Advanced Piv Measurements in High-Speed Turbomachinery Flows

Recent interests in the development of advanced turbines include both the efficient use of cooling flow and the reduction of energy loss attributed to the injection of secondary air streams into the gas path. This study focuses on the investigation of optimized endwall contouring and purge flow emerging the stator-rotor rim seal gap. The high speed short-duration turbine test facility of the von Karman Institute will host new designed components and Particle Image Velocimetry (PIV) will be performed to acquire an extensive experimental database for optimized rotor endwall designs.

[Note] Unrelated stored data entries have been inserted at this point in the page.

use std::path::PathBuf;

use clap::Parser;
use grapher_core::Settings;
use tokio::signal;
use tokio_util::sync::CancellationToken;

#[derive(Parser)]
#[command(
    name = "grapher",
    about = "Graph a log stream (or a SQL range query) as a time series over HTTP"
)]
struct Cli {
    /// Log file to tail. Reads stdin when omitted.
    input: Option<PathBuf>,
}

#[tokio::main]
async fn main() {
    let cli = Cli::parse();

    let settings = match Settings::from_env() {
        Ok(settings) => settings,
        Err(err) => {
            grapher::telemetry::init(false);
            tracing::error!(error = %err, "failed to load configuration");
            std::process::exit(1);
        }
    };
    grapher::telemetry::init(settings.is_dev());

    let cancel = CancellationToken::new();
    tokio::spawn(shutdown_signal(cancel.clone()));

    if let Err(err) = grapher::app::run(settings, cli.input, cancel).await {
        tracing::error!(error = %format!("{err:#}"), "grapher stopped");
        std::process::exit(1);
    }

    // A pending stdin read holds a blocking thread the runtime would wait on.
    std::process::exit(0);
}

/// Cancel on SIGINT (Ctrl+C) or SIGTERM.
async fn shutdown_signal(cancel: CancellationToken) {
    let ctrl_c = async {
        if let Err(err) = signal::ctrl_c().await {
            tracing::warn!(error = %err, "failed to listen for Ctrl+C");
            std::future::pending::<()>().await;
        }
    };

    #[cfg(unix)]
    let terminate = async {
        match signal::unix::signal(signal::unix::SignalKind::terminate()) {
            Ok(mut sigterm) => {
                sigterm.recv().await;
            }
            Err(err) => {
                tracing::warn!(error = %err, "failed to listen for SIGTERM");
                std::future::pending::<()>().await;
            }
        }
    };

    #[cfg(not(unix))]
    let terminate = std::future::pending::<()>();

    tokio::select! {
        _ = ctrl_c => tracing::info!("received SIGINT, shutting down"),
        _ = terminate => tracing::info!("received SIGTERM, shutting down"),
    }
    cancel.cancel();
}
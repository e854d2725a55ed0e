//! HTTP surface: `GET /data` plus static files from the public directory.

mod handlers;
mod middleware;

pub use handlers::{handle_data, ApiError, AppState, DataSource, RangeParams};
pub use middleware::log_request;

use std::net::SocketAddr;
use std::path::Path;
use std::time::Duration;

use axum::routing::get;
use axum::Router;
use tokio::net::TcpListener;
use tokio_util::sync::CancellationToken;
use tower_http::compression::CompressionLayer;
use tower_http::services::ServeDir;
use tower_http::timeout::TimeoutLayer;

/// Upper bound on a single request, including slow query-mode statements.
pub const REQUEST_TIMEOUT: Duration = Duration::from_secs(10);

/// Build the application router.
///
/// No front end ships with the binary: every path other than `/data` is
/// looked up in `public_dir`, and answers 404 when that directory is absent.
pub fn router(state: AppState, public_dir: impl AsRef<Path>) -> Router {
    let public_dir = public_dir.as_ref();
    if !public_dir.is_dir() {
        tracing::warn!(
            public_dir = %public_dir.display(),
            "public directory not found, only /data will be served"
        );
    }
    Router::new()
        .route("/data", get(handle_data))
        .fallback_service(ServeDir::new(public_dir))
        .layer(TimeoutLayer::new(REQUEST_TIMEOUT))
        .layer(CompressionLayer::new().gzip(true))
        .layer(axum::middleware::from_fn(log_request))
        .with_state(state)
}

/// Serve `app` on `listener` until `cancel` fires, then drain in-flight
/// requests.
pub async fn serve(
    listener: TcpListener,
    app: Router,
    cancel: CancellationToken,
) -> std::io::Result<()> {
    if let Ok(addr) = listener.local_addr() {
        tracing::info!(%addr, "listening");
    }

    axum::serve(
        listener,
        app.into_make_service_with_connect_info::<SocketAddr>(),
    )
    .with_graceful_shutdown(async move { cancel.cancelled().await })
    .await?;

    tracing::info!("server shut down gracefully");
    Ok(())
}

The advantage of PIV is to allow instantaneous spatial data acquisition with low-intrusiveness. This capability is powerful for the analysis of complex three-dimensional flow structures which are normally present in turbine stages. Multiple test configurations are studied in order to acquire both radial and meridional planes at turbine rotor inlet and blade passage. At the moment, the open literature is very scarce about PIV measurements of unsteady flow structures related to endwall contouring, rim seal design and purge rates in high speed turbine wind tunnels.

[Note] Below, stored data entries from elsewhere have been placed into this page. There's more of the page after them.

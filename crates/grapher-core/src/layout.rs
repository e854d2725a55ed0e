//! Time-parse layouts for the `time` field.
//!
//! `DT_LOG_FORMAT` is accepted in two spellings:
//!
//! - a strftime format (anything containing `%`), used as is;
//! - a reference-time layout, where the fields of the reference instant
//!   `Mon Jan 2 15:04:05 MST 2006` stand for themselves (`Jan _2 15:04:05`,
//!   `2006-01-02T15:04:05Z07:00`, ...). It is translated to strftime once.
//!
//! Layouts without a year (syslog style) get the current year injected at
//! parse time.

use crate::error::ConfigError;
use chrono::format::{Item, Parsed, StrftimeItems};
use chrono::{DateTime, Datelike, FixedOffset, NaiveDate, NaiveTime, Utc};
use thiserror::Error;

/// A time string did not fit the layout.
#[derive(Debug, Error, Clone, PartialEq, Eq)]
#[error("{0}")]
pub struct TimeParseError(String);

impl From<chrono::format::ParseError> for TimeParseError {
    fn from(err: chrono::format::ParseError) -> Self {
        Self(err.to_string())
    }
}

/// A validated `DT_LOG_FORMAT`.
#[derive(Debug, Clone, PartialEq, Eq)]
pub struct TimeLayout {
    /// The layout as configured.
    source: String,
    /// Equivalent strftime format.
    format: String,
}

impl TimeLayout {
    pub fn parse(layout: &str) -> Result<Self, ConfigError> {
        if layout.trim().is_empty() {
            return Err(ConfigError::InvalidLayout {
                layout: layout.to_string(),
                reason: "layout is empty".to_string(),
            });
        }

        let format = if layout.contains('%') {
            layout.to_string()
        } else {
            translate_reference_layout(layout)
        };

        if StrftimeItems::new(&format).any(|item| matches!(item, Item::Error)) {
            return Err(ConfigError::InvalidLayout {
                layout: layout.to_string(),
                reason: format!("unsupported specifier in {format:?}"),
            });
        }

        Ok(Self {
            source: layout.to_string(),
            format,
        })
    }

    pub fn source(&self) -> &str {
        &self.source
    }

    /// The strftime format actually used for parsing.
    pub fn format(&self) -> &str {
        &self.format
    }

    /// Parse `text`, injecting `current_year` when the text carries no year.
    ///
    /// Missing fields default the way the reference layouts do: month and
    /// day to January 1, hour, minute and second to zero. A yearless date
    /// is read against a leap year and then moved to `current_year`, so
    /// `Feb 29` in a common year lands on March 1. Weekday names in a
    /// yearless date are not checked. A zone offset in the text is
    /// honoured; otherwise the time is taken as UTC.
    pub fn parse_time(&self, text: &str, current_year: i32) -> Result<DateTime<Utc>, TimeParseError> {
        let mut parsed = Parsed::new();
        chrono::format::parse(&mut parsed, text, StrftimeItems::new(&self.format))?;

        if parsed.timestamp().is_some() {
            return Ok(parsed.to_datetime()?.with_timezone(&Utc));
        }

        let date = parsed_date(&parsed, current_year)?;
        let time = parsed_time(&parsed)?;

        let offset = parsed.offset().unwrap_or(0);
        FixedOffset::east_opt(offset)
            .and_then(|tz| date.and_time(time).and_local_timezone(tz).single())
            .map(|t| t.with_timezone(&Utc))
            .ok_or_else(|| TimeParseError(format!("offset {offset}s out of range")))
    }
}

/// Any leap year works; only month and day survive the move.
const YEARLESS_BASE: i32 = 2000;

fn parsed_date(parsed: &Parsed, current_year: i32) -> Result<NaiveDate, TimeParseError> {
    let has_year =
        parsed.year().is_some() || parsed.year_mod_100().is_some() || parsed.isoyear().is_some();
    let has_week = parsed.isoweek().is_some()
        || parsed.week_from_mon().is_some()
        || parsed.week_from_sun().is_some();

    if has_year {
        let mut parsed = parsed.clone();
        if parsed.month().is_none() && parsed.ordinal().is_none() && !has_week {
            parsed.set_month(1)?;
        }
        if parsed.month().is_some() && parsed.day().is_none() {
            parsed.set_day(1)?;
        }
        return Ok(parsed.to_naive_date()?);
    }

    let base = match parsed.ordinal() {
        Some(ordinal) => NaiveDate::from_yo_opt(YEARLESS_BASE, ordinal),
        None => NaiveDate::from_ymd_opt(
            YEARLESS_BASE,
            parsed.month().unwrap_or(1),
            parsed.day().unwrap_or(1),
        ),
    }
    .ok_or_else(|| TimeParseError("day out of range for month".to_string()))?;

    base.with_year(current_year)
        .or_else(|| NaiveDate::from_ymd_opt(current_year, 3, 1))
        .ok_or_else(|| TimeParseError(format!("year {current_year} out of range")))
}

fn parsed_time(parsed: &Parsed) -> Result<NaiveTime, TimeParseError> {
    let hour = match (parsed.hour_div_12(), parsed.hour_mod_12()) {
        (Some(div), Some(rem)) => div * 12 + rem,
        (None, Some(rem)) => rem,
        (Some(div), None) => div * 12,
        (None, None) => 0,
    };
    let minute = parsed.minute().unwrap_or(0);
    let (second, nano) = match (parsed.second().unwrap_or(0), parsed.nanosecond().unwrap_or(0)) {
        // Leap second.
        (60, nano) => (59, nano + 1_000_000_000),
        other => other,
    };

    NaiveTime::from_hms_nano_opt(hour, minute, second, nano)
        .ok_or_else(|| TimeParseError(format!("time {hour:02}:{minute:02}:{second:02} out of range")))
}

// ---------------------------------------------------------------------------
// Reference layout translation
// ---------------------------------------------------------------------------

/// Reference tokens and their strftime equivalents. Earlier entries win, so
/// longer tokens come before their prefixes.
const REFERENCE_TOKENS: &[(&str, &str)] = &[
    ("January", "%B"),
    ("Jan", "%b"),
    ("Monday", "%A"),
    ("Mon", "%a"),
    ("MST", "%Z"),
    ("2006", "%Y"),
    ("-07:00:00", "%::z"),
    ("-0700", "%z"),
    ("-07:00", "%:z"),
    ("-07", "%#z"),
    ("Z07:00", "%#z"),
    ("Z0700", "%#z"),
    ("Z07", "%#z"),
    ("002", "%j"),
    ("01", "%m"),
    ("02", "%d"),
    ("03", "%I"),
    ("04", "%M"),
    ("05", "%S"),
    ("06", "%y"),
    ("_2", "%e"),
    ("15", "%H"),
    ("1", "%m"),
    ("2", "%d"),
    ("3", "%I"),
    ("4", "%M"),
    ("5", "%S"),
    ("PM", "%p"),
    ("pm", "%p"),
];

fn translate_reference_layout(layout: &str) -> String {
    let mut out = String::with_capacity(layout.len() * 2);
    let mut rest = layout;

    while let Some(ch) = rest.chars().next() {
        if let Some((len, spec)) = reference_token(rest) {
            out.push_str(spec);
            rest = &rest[len..];
            continue;
        }
        if ch == '%' {
            out.push_str("%%");
        } else {
            out.push(ch);
        }
        rest = &rest[ch.len_utf8()..];
    }

    out
}

/// Match a reference token at the start of `s`, returning its byte length
/// and strftime spelling.
fn reference_token(s: &str) -> Option<(usize, &'static str)> {
    if let Some(digits) = s.strip_prefix('.') {
        let zeros = digits.bytes().take_while(|b| *b == b'0').count();
        let nines = digits.bytes().take_while(|b| *b == b'9').count();
        let width = zeros.max(nines);
        let followed_by_digit = digits[width..].starts_with(|c: char| c.is_ascii_digit());
        if width > 0 && !followed_by_digit {
            let spec = match (zeros > 0, width) {
                (true, 3) => "%.3f",
                (true, 6) => "%.6f",
                (true, 9) => "%.9f",
                _ => "%.f",
            };
            return Some((1 + width, spec));
        }
    }

    REFERENCE_TOKENS
        .iter()
        .find(|(token, _)| s.starts_with(token))
        .map(|(token, spec)| (token.len(), *spec))
}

Installation of a PIV equipment into the high speed rig is challenging due to the packed hardware geometry with multiple design features and the transient operation of the rig itself. In order to get optical access through the turbine casing, endoscopes will be used for both camera sight and laser sheet introduction. The equipment must be designed and aligned precisely in order to acquire high-quality images and to avoid any disruption in the test facility. A laser endoscope will be introduced into a partially transparent stator vane which is designed taking into account the laser refraction on its transparent surface in the attempt to eliminate flow disturbance and flow-induced vibrations on the scope. 

Triggering the PIV system is also one of the biggest challenges especially for short-duration facilities, for which the blow down test lasts only 0.5 seconds. All data acquisition must be accurately synchronized. In order to analyze the fluid motion with respect to the rotor blades, clocking positions of blades will be identified with respect to the image acquisition timing by introducing a PIV synchronization system combined with a blade position sensor. The particle seeding will be carefully designed in order to reduce noise caused by strong laser light reflections on the metallic components. Advanced PIV techniques, such as time-resolved and stereo PIV will be performed to maximize the velocity field database by means of a carefully designed optical installation. The outcome of this research is not only the generation of a database of flow structures in turbine stages, but also to provide further practical guidelines for the implementation of PIV into high speed turbomachinery rigs.